Every line below that has "VectorGenerator" in it should be copied.
"""
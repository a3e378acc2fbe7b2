//! Test vector generation.
//!
//! Inputs are sampled here and every expected output is asked of a
//! [`ReferenceProvider`]. Any provider error aborts the whole batch.

use rand::Rng;
use tracing::{debug, info};

use crate::config::GeneratorConfig;
use crate::error::{Error, Result};
use crate::known_answer;
use crate::oracle::{
    ReferenceProvider, ED25519_PUBLIC_KEY_SIZE, ED25519_SIGNATURE_SIZE, X25519_KEY_SIZE,
};

/// A private key and the public key the oracle derived from it.
#[derive(Debug, Clone, PartialEq, Eq)]
pub struct KeyPair {
    pub private_key: Vec<u8>,
    pub public_key: [u8; X25519_KEY_SIZE],
}

/// One X25519 exchange between two parties.
#[derive(Debug, Clone, PartialEq, Eq)]
pub struct ExchangeCase {
    pub label: String,
    pub a: KeyPair,
    pub b: KeyPair,
    /// Equal to both `exchange(a, B)` and `exchange(b, A)`.
    pub shared: [u8; X25519_KEY_SIZE],
}

/// One Ed25519 sign and verify round.
#[derive(Debug, Clone, PartialEq, Eq)]
pub struct SignatureCase {
    pub label: String,
    pub seed: Vec<u8>,
    pub message: Vec<u8>,
    pub public_key: [u8; ED25519_PUBLIC_KEY_SIZE],
    pub signature: [u8; ED25519_SIGNATURE_SIZE],
    pub verifies: bool,
}

#[derive(Debug, Clone, Default, PartialEq, Eq)]
pub struct TestBatch {
    pub exchange: Vec<ExchangeCase>,
    pub signature: Vec<SignatureCase>,
}

impl TestBatch {
    pub fn message_bytes(&self) -> usize {
        self.signature.iter().map(|c| c.message.len()).sum()
    }
}

pub struct VectorGenerator<'a, P: ReferenceProvider + ?Sized> {
    oracle: &'a P,
    config: &'a GeneratorConfig,
}

impl<'a, P: ReferenceProvider + ?Sized> VectorGenerator<'a, P> {
    pub fn new(oracle: &'a P, config: &'a GeneratorConfig) -> Self {
        VectorGenerator { oracle, config }
    }

    pub fn x25519_keypair(&self, private_key: &[u8]) -> Result<KeyPair> {
        let public_key = self.oracle.x25519_public(private_key)?;
        Ok(KeyPair {
            private_key: private_key.to_vec(),
            public_key,
        })
    }

    /// Build an exchange case from fixed private keys.
    pub fn exchange_case(
        &self,
        label: impl Into<String>,
        private_a: &[u8],
        private_b: &[u8],
    ) -> Result<ExchangeCase> {
        let label = label.into();
        let a = self.x25519_keypair(private_a)?;
        let b = self.x25519_keypair(private_b)?;

        let shared_ab = self.oracle.x25519_shared(&a.private_key, &b.public_key)?;
        let shared_ba = self.oracle.x25519_shared(&b.private_key, &a.public_key)?;
        if shared_ab != shared_ba {
            return Err(Error::AsymmetricSharedSecret(label));
        }

        debug!(case = %label, shared = %hex::encode(shared_ab), "exchange case");
        Ok(ExchangeCase {
            label,
            a,
            b,
            shared: shared_ab,
        })
    }

    /// Build a signature case from a fixed seed and message.
    ///
    /// The oracle's signature is trusted as is; `verifies` is always true.
    pub fn signature_case(
        &self,
        label: impl Into<String>,
        seed: &[u8],
        message: Vec<u8>,
    ) -> Result<SignatureCase> {
        let label = label.into();
        let public_key = self.oracle.ed25519_public(seed)?;
        let signature = self.oracle.ed25519_sign(seed, &message)?;

        debug!(case = %label, message_len = message.len(), "signature case");
        Ok(SignatureCase {
            label,
            seed: seed.to_vec(),
            message,
            public_key,
            signature,
            verifies: true,
        })
    }

    pub fn random_exchange_case<R: Rng + ?Sized>(
        &self,
        index: usize,
        rng: &mut R,
    ) -> Result<ExchangeCase> {
        let mut private_a = vec![0u8; self.config.private_key_width];
        let mut private_b = vec![0u8; self.config.private_key_width];
        rng.fill_bytes(&mut private_a);
        rng.fill_bytes(&mut private_b);
        self.exchange_case(format!("random_{index}"), &private_a, &private_b)
    }

    pub fn random_signature_case<R: Rng + ?Sized>(
        &self,
        index: usize,
        rng: &mut R,
    ) -> Result<SignatureCase> {
        let mut seed = vec![0u8; self.config.private_key_width];
        rng.fill_bytes(&mut seed);

        let len = rng.gen_range(self.config.min_message_len..=self.config.max_message_len);
        let mut message = vec![0u8; len];
        rng.fill_bytes(&mut message);
        self.signature_case(format!("random_{index}"), &seed, message)
    }

    /// Produce the full batch: known answers first (if enabled), then the
    /// configured number of random cases per family.
    pub fn generate<R: Rng + ?Sized>(&self, rng: &mut R) -> Result<TestBatch> {
        self.config.validate()?;
        let mut batch = TestBatch::default();

        if self.config.known_answers {
            for input in known_answer::exchange_inputs()? {
                batch
                    .exchange
                    .push(self.exchange_case(input.label, &input.private_a, &input.private_b)?);
            }
            for input in known_answer::signature_inputs()? {
                batch
                    .signature
                    .push(self.signature_case(input.label, &input.seed, input.message)?);
            }
        }

        batch.exchange.reserve(self.config.exchange_cases);
        for index in 0..self.config.exchange_cases {
            batch.exchange.push(self.random_exchange_case(index, rng)?);
        }
        batch.signature.reserve(self.config.signature_cases);
        for index in 0..self.config.signature_cases {
            batch.signature.push(self.random_signature_case(index, rng)?);
        }

        info!(
            oracle = self.oracle.name(),
            exchange = batch.exchange.len(),
            signature = batch.signature.len(),
            message_bytes = batch.message_bytes(),
            "generated test batch"
        );
        Ok(batch)
    }
}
"""
Completed task:
pub struct VectorGenerator<'a, P: ReferenceProvider + ?Sized> {
impl<'a, P: ReferenceProvider + ?Sized> VectorGenerator<'a, P> {
        VectorGenerator { oracle, config }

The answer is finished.